Freeman
Freeman

Reputation: 39

Refresh jquery.masonry when deleting an item

How do I refresh Masonry when an item is deleted via Ajax? This is the code I'm using to delete the item:

if($deletes = $('a[rel=delete]')) {
    $deletes.click(function() {
        if(!window.confirm('Are you sure you wish to delete this picture?'))
            return false;
        $t = $(this);
        $.post(
            $t.attr('href'),
            {},
            function(data) {
                if(data == "success")
                    $t.parents('.deleteable:first').fadeOut();
            }
        );
        return false;           
    });
}

The reason I want a refresh is to eliminate the resulting spaces after items are deleted.

Upvotes: 4

Views: 12746

Answers (4)

mountriv99
mountriv99

Reputation: 918

jquery masonry itself has a remove method (http://masonry.desandro.com/methods.html#remove)

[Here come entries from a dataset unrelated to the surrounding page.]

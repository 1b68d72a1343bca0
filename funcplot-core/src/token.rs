//! Token types for the `funcplot` scanner.
//!
//! Every token carries its upper-cased lexeme and a source span. The kind
//! carries the semantic payload: the value of a numeric constant, the
//! built-in operation of a function name, or the packed RGB of a color.

use std::fmt;

use funcplot_graphics::types::{Color, Scalar};

use crate::ast::UnaryFn;

// ---------------------------------------------------------------------------
// Source location
// ---------------------------------------------------------------------------

/// A byte-offset span in the source input.
#[derive(Debug, Clone, Copy, PartialEq, Eq)]
pub struct Span {
    /// Start byte offset (inclusive).
    pub start: u32,
    /// End byte offset (exclusive).
    pub end: u32,
}

impl Span {
    /// Create a new span.
    #[must_use]
    pub const fn new(start: u32, end: u32) -> Self {
        Self { start, end }
    }

    /// A zero-length span at the given position.
    #[must_use]
    pub const fn at(pos: u32) -> Self {
        Self {
            start: pos,
            end: pos,
        }
    }

    /// Length in bytes.
    #[must_use]
    pub const fn len(&self) -> u32 {
        self.end - self.start
    }

    /// Whether the span is empty.
    #[must_use]
    pub const fn is_empty(&self) -> bool {
        self.start == self.end
    }
}

// ---------------------------------------------------------------------------
// Lexical failures
// ---------------------------------------------------------------------------

/// Why the scanner produced an error token.
#[derive(Debug, Clone, Copy, PartialEq, Eq, thiserror::Error)]
pub enum LexError {
    #[error("invalid character")]
    InvalidCharacter,
    #[error("malformed number")]
    MalformedNumber,
    #[error("unterminated block comment")]
    UnterminatedComment,
}

// ---------------------------------------------------------------------------
// Token
// ---------------------------------------------------------------------------

/// A lexical token produced by the scanner.
#[derive(Debug, Clone, PartialEq)]
pub struct Token {
    /// The kind and payload of the token.
    pub kind: TokenKind,
    /// The matched text, upper-cased.
    pub lexeme: String,
    /// Source location.
    pub span: Span,
}

impl Token {
    /// The end-of-input token at `pos`.
    #[must_use]
    pub const fn eof(pos: u32) -> Self {
        Self {
            kind: TokenKind::Eof,
            lexeme: String::new(),
            span: Span::at(pos),
        }
    }
}

/// The kind and payload of a token.
#[derive(Debug, Clone, Copy, PartialEq)]
pub enum TokenKind {
    // -- reserved words --
    Origin,
    Scale,
    Rot,
    Style,
    Is,
    For,
    From,
    To,
    Step,
    Draw,
    /// The loop parameter `T`.
    Param,

    /// An identifier that is not in the symbol table.
    Ident,
    /// A numeric literal or a named constant (`PI`, `E`).
    Const(Scalar),
    /// A built-in unary function name.
    Func(UnaryFn),
    /// A color name.
    Color(Color),

    // -- operators --
    Plus,
    Minus,
    Mul,
    Div,
    Power,

    // -- delimiters --
    Semicolon,
    LParen,
    RParen,
    Comma,

    /// A comment, only produced by scanners that keep comments.
    Comment,
    /// End of input.
    Eof,
    /// Input the scanner could not tokenize.
    Error(LexError),
}

/// Coarse token categories.
#[derive(Debug, Clone, Copy, PartialEq, Eq)]
pub enum TokenCategory {
    ReservedWord,
    Identifier,
    Constant,
    Function,
    Color,
    Operator,
    Delimiter,
    Comment,
    EndOfInput,
    Error,
}

impl TokenCategory {
    /// Lower-case name used in token dumps.
    pub const fn name(self) -> &'static str {
        match self {
            Self::ReservedWord => "reserved-word",
            Self::Identifier => "identifier",
            Self::Constant => "constant",
            Self::Function => "function",
            Self::Color => "color",
            Self::Operator => "operator",
            Self::Delimiter => "delimiter",
            Self::Comment => "comment",
            Self::EndOfInput => "end-of-input",
            Self::Error => "error",
        }
    }
}

impl TokenKind {
    /// The coarse category of this kind.
    pub const fn category(&self) -> TokenCategory {
        match self {
            Self::Origin
            | Self::Scale
            | Self::Rot
            | Self::Style
            | Self::Is
            | Self::For
            | Self::From
            | Self::To
            | Self::Step
            | Self::Draw
            | Self::Param => TokenCategory::ReservedWord,
            Self::Ident => TokenCategory::Identifier,
            Self::Const(_) => TokenCategory::Constant,
            Self::Func(_) => TokenCategory::Function,
            Self::Color(_) => TokenCategory::Color,
            Self::Plus | Self::Minus | Self::Mul | Self::Div | Self::Power => {
                TokenCategory::Operator
            }
            Self::Semicolon | Self::LParen | Self::RParen | Self::Comma => {
                TokenCategory::Delimiter
            }
            Self::Comment => TokenCategory::Comment,
            Self::Eof => TokenCategory::EndOfInput,
            Self::Error(_) => TokenCategory::Error,
        }
    }

    /// Whether `other` is the same kind, ignoring payloads.
    pub fn same_kind(&self, other: &Self) -> bool {
        std::mem::discriminant(self) == std::mem::discriminant(other)
    }

    /// Returns `true` if this is end-of-input.
    #[must_use]
    pub const fn is_eof(&self) -> bool {
        matches!(self, Self::Eof)
    }

    /// How the kind reads in an "expected ..." message.
    pub const fn describe(&self) -> &'static str {
        match self {
            Self::Origin => "ORIGIN",
            Self::Scale => "SCALE",
            Self::Rot => "ROT",
            Self::Style => "STYLE",
            Self::Is => "IS",
            Self::For => "FOR",
            Self::From => "FROM",
            Self::To => "TO",
            Self::Step => "STEP",
            Self::Draw => "DRAW",
            Self::Param => "T",
            Self::Ident => "an identifier",
            Self::Const(_) => "a number",
            Self::Func(_) => "a function name",
            Self::Color(_) => "a color name",
            Self::Plus => "`+`",
            Self::Minus => "`-`",
            Self::Mul => "`*`",
            Self::Div => "`/`",
            Self::Power => "`**`",
            Self::Semicolon => "`;`",
            Self::LParen => "`(`",
            Self::RParen => "`)`",
            Self::Comma => "`,`",
            Self::Comment => "a comment",
            Self::Eof => "end of input",
            Self::Error(_) => "an invalid token",
        }
    }
}

impl fmt::Display for Token {
    fn fmt(&self, f: &mut fmt::Formatter<'_>) -> fmt::Result {
        if self.kind.is_eof() {
            return write!(f, "end of input");
        }
        write!(f, "`{}`", self.lexeme)
    }
}

// ---------------------------------------------------------------------------
// Tests
// ---------------------------------------------------------------------------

you can put this in your fadeOut callback:

$("your-container").masonry( 'remove', $(this) ).masonry();

Upvotes: 1

Sandwich
Sandwich

Reputation: 2289

Call masonry again in fadeout callback. Make this easy on yourself, and do your masonry initialization in a function. Define your options in there so that you don't have to carry the options into your callback scope.

Like so

$(function(){

  var $bricks = $('your > elements');

  function BuildWall(){
    $bricks.masonry({your:'options'});
  }

  BuildWall();


 //Your code modified
 if($deletes = $('a[rel=delete]')) {
     $deletes.click(function() {
        if(!window.confirm('Are you sure you wish to delete this picture?'))
           return false;
         var $t = $(this);
         $.post(
            $t.attr('href'),
            {},
            function(data) {
                if(data == "success")
                    $t.parents('.deleteable:first').fadeOut(function(){
                       //This is faster than $(this).remove();
                       $(this).empty().remove();
                       //Reset Masonry
                       BuildWall();
                    });
            }
        );
        return false;           
    });
 }
});

Upvotes: 1

John Flatness
John Flatness

Reputation: 33789

Add a callback to your fadeOut() to actually call .remove() your deleted element once it's faded out, then just call .masonry() on the container again.

Upvotes: 5

Brad Christie
Brad Christie

Reputation: 101614

I would say just call it again on the selector. It seems to have a check to see if it's been called again.

...snip...
  // checks if masonry has been called before on this object
  props.masoned = !!$wall.data('masonry');
...snip...

I also would recommend the saveOptions setting, since it seems to support it for re-calls. Never mind, it seems to do so by default (D'oh!)